*WORK REQUEST*. What is needed is the number of lines below that contain the word "UserProfile", with no other output.

──────────

//! Billing UI over the token ledger: `/balance`, `/buy`, `/history`.
//!
//! Having this plugin in a bot's resolved set is what switches the
//! token middleware on for that bot.

use std::sync::Arc;

use async_trait::async_trait;

use mb_dispatch::{Handler, RequestContext, Router, UpdateFilter};
use mb_domain::{Error, Result};
use mb_store::{BillingSettings, TokenLedger};
use mb_telegram::Update;

use crate::plugin::{Plugin, PluginContext, PluginDescriptor, PluginFactory};

pub const DESCRIPTOR: PluginDescriptor = PluginDescriptor {
    name: "billing",
    description: "Token balance, packages, and transaction history",
    version: "1.0.0",
    dependencies: &[],
    supports_hot_reload: true,
};

pub fn factory() -> PluginFactory {
    Arc::new(|ctx: PluginContext| {
        let ledger = match ctx.ledger.clone() {
            Some(ledger) => ledger,
            None => {
                let store = ctx.store.clone().ok_or_else(|| {
                    Error::Other("billing plugin requires a configured store".into())
                })?;
                let settings: BillingSettings =
                    serde_json::from_value(serde_json::Value::Object(ctx.config.clone()))
                        .map_err(Error::Json)?;
                Arc::new(TokenLedger::new(store, &ctx.bot_id, settings))
            }
        };
        Ok(Box::new(BillingPlugin { ledger }) as Box<dyn Plugin>)
    })
}

pub struct BillingPlugin {
    ledger: Arc<TokenLedger>,
}

impl Plugin for BillingPlugin {
    fn descriptor(&self) -> &PluginDescriptor {
        &DESCRIPTOR
    }

    fn register(&self, router: &mut Router) {
        router.route(
            UpdateFilter::command("balance"),
            Arc::new(BalanceHandler {
                ledger: Arc::clone(&self.ledger),
            }),
        );
        router.route(
            UpdateFilter::command("buy"),
            Arc::new(BuyHandler {
                ledger: Arc::clone(&self.ledger),
            }),
        );
        router.route(
            UpdateFilter::callback_prefix("buy:"),
            Arc::new(BuyCallbackHandler {
                ledger: Arc::clone(&self.ledger),
            }),
        );
        router.route(
            UpdateFilter::command("history"),
            Arc::new(HistoryHandler {
                ledger: Arc::clone(&self.ledger),
            }),
        );
    }
}

struct BalanceHandler {
    ledger: Arc<TokenLedger>,
}

#[async_trait]
impl Handler for BalanceHandler {
    async fn handle(&self, _update: &Update, ctx: &mut RequestContext) -> Result<()> {
        let Some(user_id) = ctx.user_id else {
            return Ok(());
        };
        let stats = self.ledger.stats(user_id).await?;
        ctx.reply(&format!(
            "Your balance: {} tokens\nPurchased: {} | Consumed: {}",
            stats.balance, stats.total_purchased, stats.total_consumed
        ))
        .await
    }
}

struct BuyHandler {
    ledger: Arc<TokenLedger>,
}

#[async_trait]
impl Handler for BuyHandler {
    async fn handle(&self, _update: &Update, ctx: &mut RequestContext) -> Result<()> {
        let packages = self.ledger.packages();
        if packages.is_empty() {
            return ctx.reply("No token packages are available for this bot.").await;
        }
        let mut lines = vec!["Available token packages:".to_string()];
        for package in packages {
            lines.push(format!(
                "{} - {} tokens for {} stars",
                package.label, package.tokens, package.stars
            ));
        }
        lines.push("Pick a package from the payment menu to complete a purchase.".into());
        ctx.reply(&lines.join("\n")).await
    }
}

struct BuyCallbackHandler {
    ledger: Arc<TokenLedger>,
}

#[async_trait]
impl Handler for BuyCallbackHandler {
    async fn handle(&self, update: &Update, ctx: &mut RequestContext) -> Result<()> {
        let Some(callback) = &update.callback_query else {
            return Ok(());
        };
        let package_id = callback
            .data
            .as_deref()
            .and_then(|d| d.strip_prefix("buy:"))
            .unwrap_or("");
        let answer = match self.ledger.package(package_id) {
            Some(package) => format!(
                "{}: {} tokens for {} stars. Complete the payment to receive them.",
                package.label, package.tokens, package.stars
            ),
            None => "That package is no longer available.".to_string(),
        };
        ctx.client
            .answer_callback_query(&callback.id, Some(&answer), false)
            .await?;
        Ok(())
    }
}

struct HistoryHandler {
    ledger: Arc<TokenLedger>,
}

#[async_trait]
impl Handler for HistoryHandler {
    async fn handle(&self, _update: &Update, ctx: &mut RequestContext) -> Result<()> {
        let Some(user_id) = ctx.user_id else {
            return Ok(());
        };
        let history = self.ledger.history(user_id, 10).await?;
        if history.is_empty() {
            return ctx.reply("No transactions yet.").await;
        }
        let mut lines = vec!["Recent transactions:".to_string()];
        for tx in history {
            lines.push(format!(
                "{} {:+} -> {} ({})",
                tx.created_at.format("%Y-%m-%d %H:%M"),
                tx.amount,
                tx.balance_after,
                tx.transaction_type
            ));
        }
        ctx.reply(&lines.join("\n")).await
    }
}
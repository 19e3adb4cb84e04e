//! Terminal fallback for unmatched commands.
//!
//! Unhandled exceptions are the error middleware's job; this plugin
//! only answers commands no other router claimed. It is part of the
//! default plugin list and attaches last, so first-match routing lets
//! every real command win.

use std::sync::Arc;

use async_trait::async_trait;

use mb_dispatch::{Handler, RequestContext, Router, UpdateFilter};
use mb_domain::Result;
use mb_telegram::Update;

use crate::plugin::{Plugin, PluginContext, PluginDescriptor, PluginFactory};

pub const DESCRIPTOR: PluginDescriptor = PluginDescriptor {
    name: "error_handler",
    description: "Answers commands no handler claimed",
    version: "1.0.0",
    dependencies: &[],
    supports_hot_reload: true,
};

const DEFAULT_UNKNOWN: &str = "Unknown command. Use /help to see what I can do.";

pub fn factory() -> PluginFactory {
    Arc::new(|ctx: PluginContext| {
        Ok(Box::new(ErrorHandlerPlugin {
            unknown_command: ctx.config_str("unknown_command_message", DEFAULT_UNKNOWN),
        }) as Box<dyn Plugin>)
    })
}

pub struct ErrorHandlerPlugin {
    unknown_command: String,
}

impl Plugin for ErrorHandlerPlugin {
    fn descriptor(&self) -> &PluginDescriptor {
        &DESCRIPTOR
    }

    fn register(&self, router: &mut Router) {
        router.route(
            UpdateFilter::AnyCommand,
            Arc::new(UnknownCommandHandler {
                text: self.unknown_command.clone(),
            }),
        );
    }
}

struct UnknownCommandHandler {
    text: String,
}

#[async_trait]
impl Handler for UnknownCommandHandler {
    async fn handle(&self, update: &Update, ctx: &mut RequestContext) -> Result<()> {
        tracing::debug!(
            bot_id = %ctx.bot_id,
            command = update.content().unwrap_or(""),
            "unmatched command"
        );
        ctx.reply(&self.text).await
    }
}
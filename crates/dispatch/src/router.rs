//! Routers compose `{filter → handler}` pairs into a tree; each plugin
//! contributes one named sub-router, attached in dependency order.

use std::sync::Arc;

use async_trait::async_trait;

use mb_domain::Result;
use mb_telegram::Update;

use crate::context::{extract_command, RequestContext};

/// A single update handler.
#[async_trait]
pub trait Handler: Send + Sync {
    async fn handle(&self, update: &Update, ctx: &mut RequestContext) -> Result<()>;
}

/// Predicate selecting which updates a route accepts.
#[derive(Debug, Clone)]
pub enum UpdateFilter {
    /// `/name` (with or without `@mention`).
    Command(String),
    /// Any command message.
    AnyCommand,
    /// Non-command message.
    Text,
    /// Any message, command or not.
    Message,
    /// Callback query whose data starts with the prefix.
    CallbackPrefix(String),
    /// Any callback query.
    AnyCallback,
    /// Everything.
    Any,
}

impl UpdateFilter {
    pub fn command(name: &str) -> Self {
        UpdateFilter::Command(name.to_string())
    }

    pub fn callback_prefix(prefix: &str) -> Self {
        UpdateFilter::CallbackPrefix(prefix.to_string())
    }

    pub fn matches(&self, update: &Update) -> bool {
        let command = update
            .any_message()
            .and_then(|m| m.content())
            .and_then(extract_command);
        match self {
            UpdateFilter::Command(name) => command.as_deref() == Some(name.as_str()),
            UpdateFilter::AnyCommand => command.is_some(),
            UpdateFilter::Text => update.any_message().is_some() && command.is_none(),
            UpdateFilter::Message => update.any_message().is_some(),
            UpdateFilter::CallbackPrefix(prefix) => update
                .callback_query
                .as_ref()
                .and_then(|cb| cb.data.as_deref())
                .is_some_and(|data| data.starts_with(prefix)),
            UpdateFilter::AnyCallback => update.callback_query.is_some(),
            UpdateFilter::Any => true,
        }
    }
}

struct Route {
    filter: UpdateFilter,
    handler: Arc<dyn Handler>,
}

/// A named node of the handler graph.
pub struct Router {
    name: String,
    routes: Vec<Route>,
    children: Vec<Router>,
}

impl Router {
    pub fn new(name: &str) -> Self {
        Self {
            name: name.to_string(),
            routes: Vec::new(),
            children: Vec::new(),
        }
    }

    pub fn name(&self) -> &str {
        &self.name
    }

    /// Register a route on this router.
    pub fn route(&mut self, filter: UpdateFilter, handler: Arc<dyn Handler>) {
        self.routes.push(Route { filter, handler });
    }

    /// Attach a sub-router. Attach order is match order.
    pub fn include(&mut self, child: Router) {
        self.children.push(child);
    }

    /// First matching handler: own routes first, then children
    /// depth-first in attach order.
    pub fn find(&self, update: &Update) -> Option<Arc<dyn Handler>> {
        for route in &self.routes {
            if route.filter.matches(update) {
                return Some(Arc::clone(&route.handler));
            }
        }
        self.children.iter().find_map(|child| child.find(update))
    }

    /// Names of directly attached sub-routers.
    pub fn child_names(&self) -> Vec<&str> {
        self.children.iter().map(|c| c.name.as_str()).collect()
    }

    /// Whether the tree contains a router with the given name.
    pub fn contains(&self, name: &str) -> bool {
        self.name == name || self.children.iter().any(|c| c.contains(name))
    }

    pub fn route_count(&self) -> usize {
        self.routes.len() + self.children.iter().map(|c| c.route_count()).sum::<usize>()
    }
}

#[cfg(test)]
mod tests {
    use super::*;

    struct Tag(&'static str, Arc<parking_lot::Mutex<Vec<&'static str>>>);

    #[async_trait]
    impl Handler for Tag {
        async fn handle(&self, _update: &Update, _ctx: &mut RequestContext) -> Result<()> {
            self.1.lock().push(self.0);
            Ok(())
        }
    }

    fn message_update(text: &str) -> Update {
        serde_json::from_value(serde_json::json!({
            "update_id": 1,
            "message": {
                "message_id": 1,
                "from": {"id": 5, "first_name": "T"},
                "chat": {"id": 5, "type": "private"},
                "text": text
            }
        }))
        .unwrap()
    }

    fn callback_update(data: &str) -> Update {
        serde_json::from_value(serde_json::json!({
            "update_id": 2,
            "callback_query": {
                "id": "c", "from": {"id": 9, "first_name": "X"}, "data": data
            }
        }))
        .unwrap()
    }

    #[test]
    fn filters_match_expected_updates() {
        let start = message_update("/start");
        let plain = message_update("hi");
        let callback = callback_update("buy:small");

        assert!(UpdateFilter::command("start").matches(&start));
        assert!(!UpdateFilter::command("help").matches(&start));
        assert!(UpdateFilter::AnyCommand.matches(&start));
        assert!(!UpdateFilter::AnyCommand.matches(&plain));
        assert!(UpdateFilter::Text.matches(&plain));
        assert!(!UpdateFilter::Text.matches(&start));
        assert!(UpdateFilter::Message.matches(&start));
        assert!(UpdateFilter::Message.matches(&plain));
        assert!(!UpdateFilter::Message.matches(&callback));
        assert!(UpdateFilter::callback_prefix("buy:").matches(&callback));
        assert!(!UpdateFilter::callback_prefix("sub:").matches(&callback));
        assert!(UpdateFilter::AnyCallback.matches(&callback));
        assert!(UpdateFilter::Any.matches(&callback));
    }

    #[tokio::test]
    async fn first_match_wins_own_routes_before_children() {
        let log = Arc::new(parking_lot::Mutex::new(Vec::new()));
        let mut root = Router::new("root");
        root.route(
            UpdateFilter::command("start"),
            Arc::new(Tag("root-start", log.clone())),
        );

        let mut child = Router::new("child");
        child.route(
            UpdateFilter::command("start"),
            Arc::new(Tag("child-start", log.clone())),
        );
        child.route(
            UpdateFilter::AnyCommand,
            Arc::new(Tag("child-any", log.clone())),
        );
        root.include(child);

        let client = Arc::new(mb_telegram::TelegramClient::new("1:t"));

        let update = message_update("/start");
        let mut ctx = RequestContext::new("b", client.clone(), None, &update);
        root.find(&update).unwrap().handle(&update, &mut ctx).await.unwrap();

        let update = message_update("/other");
        let mut ctx = RequestContext::new("b", client, None, &update);
        root.find(&update).unwrap().handle(&update, &mut ctx).await.unwrap();

        assert_eq!(*log.lock(), vec!["root-start", "child-any"]);
    }

    #[test]
    fn contains_walks_the_tree() {
        let mut root = Router::new("main_demo");
        let mut start = Router::new("start");
        start.include(Router::new("nested"));
        root.include(start);
        root.include(Router::new("help"));

        assert!(root.contains("help"));
        assert!(root.contains("nested"));
        assert!(!root.contains("billing"));
        assert_eq!(root.child_names(), vec!["start", "help"]);
    }

    #[test]
    fn no_match_returns_none() {
        let root = Router::new("empty");
        assert!(root.find(&message_update("/start")).is_none());
        assert_eq!(root.route_count(), 0);
    }
}
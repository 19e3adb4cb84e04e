//! Scoped store session per request: opened before the handler,
//! committed on clean return, rolled back on failure. Also maintains
//! the `bot_users` row and feeds the new-user counter on first contact.

use std::sync::Arc;

use async_trait::async_trait;

use mb_dispatch::{Middleware, Next, RequestContext};
use mb_domain::Result;
use mb_store::{repo, StoreGateway, UserProfile};
use mb_telegram::Update;

use crate::stats::StatsCollector;

pub struct SessionMiddleware {
    bot_id: String,
    store: Arc<StoreGateway>,
    collector: Arc<StatsCollector>,
}

impl SessionMiddleware {
    pub fn new(bot_id: &str, store: Arc<StoreGateway>, collector: Arc<StatsCollector>) -> Self {
        Self {
            bot_id: bot_id.to_string(),
            store,
            collector,
        }
    }
}

#[async_trait]
impl Middleware for SessionMiddleware {
    async fn handle(
        &self,
        update: &Update,
        ctx: &mut RequestContext,
        next: Next<'_>,
    ) -> Result<()> {
        let mut session = self.store.begin().await?;

        // First-contact bookkeeping rides the request's transaction.
        if let Some(user) = update.from_user() {
            let profile = UserProfile {
                telegram_id: user.id,
                username: user.username.clone(),
                first_name: Some(user.first_name.clone()),
                last_name: user.last_name.clone(),
                language_code: user.language_code.clone(),
            };
            match repo::users::touch_user(session.conn(), &self.bot_id, &profile).await {
                Ok(true) => self.collector.record_new_user(&self.bot_id),
                Ok(false) => {}
                Err(e) => {
                    tracing::warn!(
                        bot_id = %self.bot_id,
                        user_id = user.id,
                        error = %e,
                        "failed to touch user row"
                    );
                }
            }
        }

        ctx.session = Some(session);
        let result = next.run(update, ctx).await;

        match ctx.session.take() {
            Some(session) => match &result {
                Ok(()) => session.commit().await?,
                Err(_) => {
                    if let Err(e) = session.rollback().await {
                        tracing::warn!(bot_id = %self.bot_id, error = %e, "session rollback failed");
                    }
                }
            },
            // A handler consumed the session (committed early); fine.
            None => {}
        }

        result
    }
}
//! Recursive `${VAR}` environment-variable interpolation for config
//! values. Missing variables expand to the empty string, which lets the
//! loader detect "token not configured" instead of failing hard.

use std::sync::OnceLock;

use regex::Regex;
use serde_json::Value;

fn var_pattern() -> &'static Regex {
    static RE: OnceLock<Regex> = OnceLock::new();
    RE.get_or_init(|| Regex::new(r"\$\{([^}]+)\}").expect("static pattern"))
}

/// Replace every `${VAR}` reference in a string with the value of the
/// `VAR` environment variable (empty string when unset).
pub fn interpolate_str(input: &str) -> String {
    var_pattern()
        .replace_all(input, |caps: &regex::Captures<'_>| {
            std::env::var(&caps[1]).unwrap_or_default()
        })
        .into_owned()
}

/// Recursively interpolate `${VAR}` references in every string found
/// inside a JSON value tree (maps and sequences included).
pub fn resolve_env_vars(value: &mut Value) {
    match value {
        Value::String(s) => {
            if s.contains("${") {
                *s = interpolate_str(s);
            }
        }
        Value::Array(items) => {
            for item in items {
                resolve_env_vars(item);
            }
        }
        Value::Object(map) => {
            for (_, v) in map.iter_mut() {
                resolve_env_vars(v);
            }
        }
        _ => {}
    }
}

/// Extract the first `${VAR}` name referenced by a string, if any.
/// Used to hint which variable is missing when a token resolves empty.
pub fn first_var_reference(input: &str) -> Option<String> {
    var_pattern()
        .captures(input)
        .map(|caps| caps[1].to_string())
}

#[cfg(test)]
mod tests {
    use super::*;

    #[test]
    fn replaces_known_variable() {
        std::env::set_var("MB_TEST_TOKEN", "12345:abc");
        assert_eq!(interpolate_str("${MB_TEST_TOKEN}"), "12345:abc");
        assert_eq!(
            interpolate_str("prefix-${MB_TEST_TOKEN}-suffix"),
            "prefix-12345:abc-suffix"
        );
    }

    #[test]
    fn missing_variable_becomes_empty() {
        std::env::remove_var("MB_TEST_UNSET");
        assert_eq!(interpolate_str("${MB_TEST_UNSET}"), "");
    }

    #[test]
    fn plain_strings_untouched() {
        assert_eq!(interpolate_str("no references here"), "no references here");
    }

    #[test]
    fn resolves_nested_values() {
        std::env::set_var("MB_TEST_NESTED", "deep");
        let mut value = serde_json::json!({
            "top": "${MB_TEST_NESTED}",
            "map": { "inner": "${MB_TEST_NESTED}" },
            "list": ["${MB_TEST_NESTED}", 42, true],
        });
        resolve_env_vars(&mut value);
        assert_eq!(value["top"], "deep");
        assert_eq!(value["map"]["inner"], "deep");
        assert_eq!(value["list"][0], "deep");
        assert_eq!(value["list"][1], 42);
    }

    #[test]
    fn first_reference_extracted() {
        assert_eq!(
            first_var_reference("${BOT_A_TOKEN}").as_deref(),
            Some("BOT_A_TOKEN")
        );
        assert_eq!(first_var_reference("literal"), None);
    }
}
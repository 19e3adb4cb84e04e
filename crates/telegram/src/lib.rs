//! Thin Telegram Bot API client and the update types the supervisor
//! consumes. The wire protocol itself is out of scope; only the
//! methods the core needs are covered.

pub mod client;
pub mod types;

pub use client::TelegramClient;
pub use types::{CallbackQuery, Chat, Message, Update, User};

──────────

*ANSWER TO THIS PROBLEM*. 2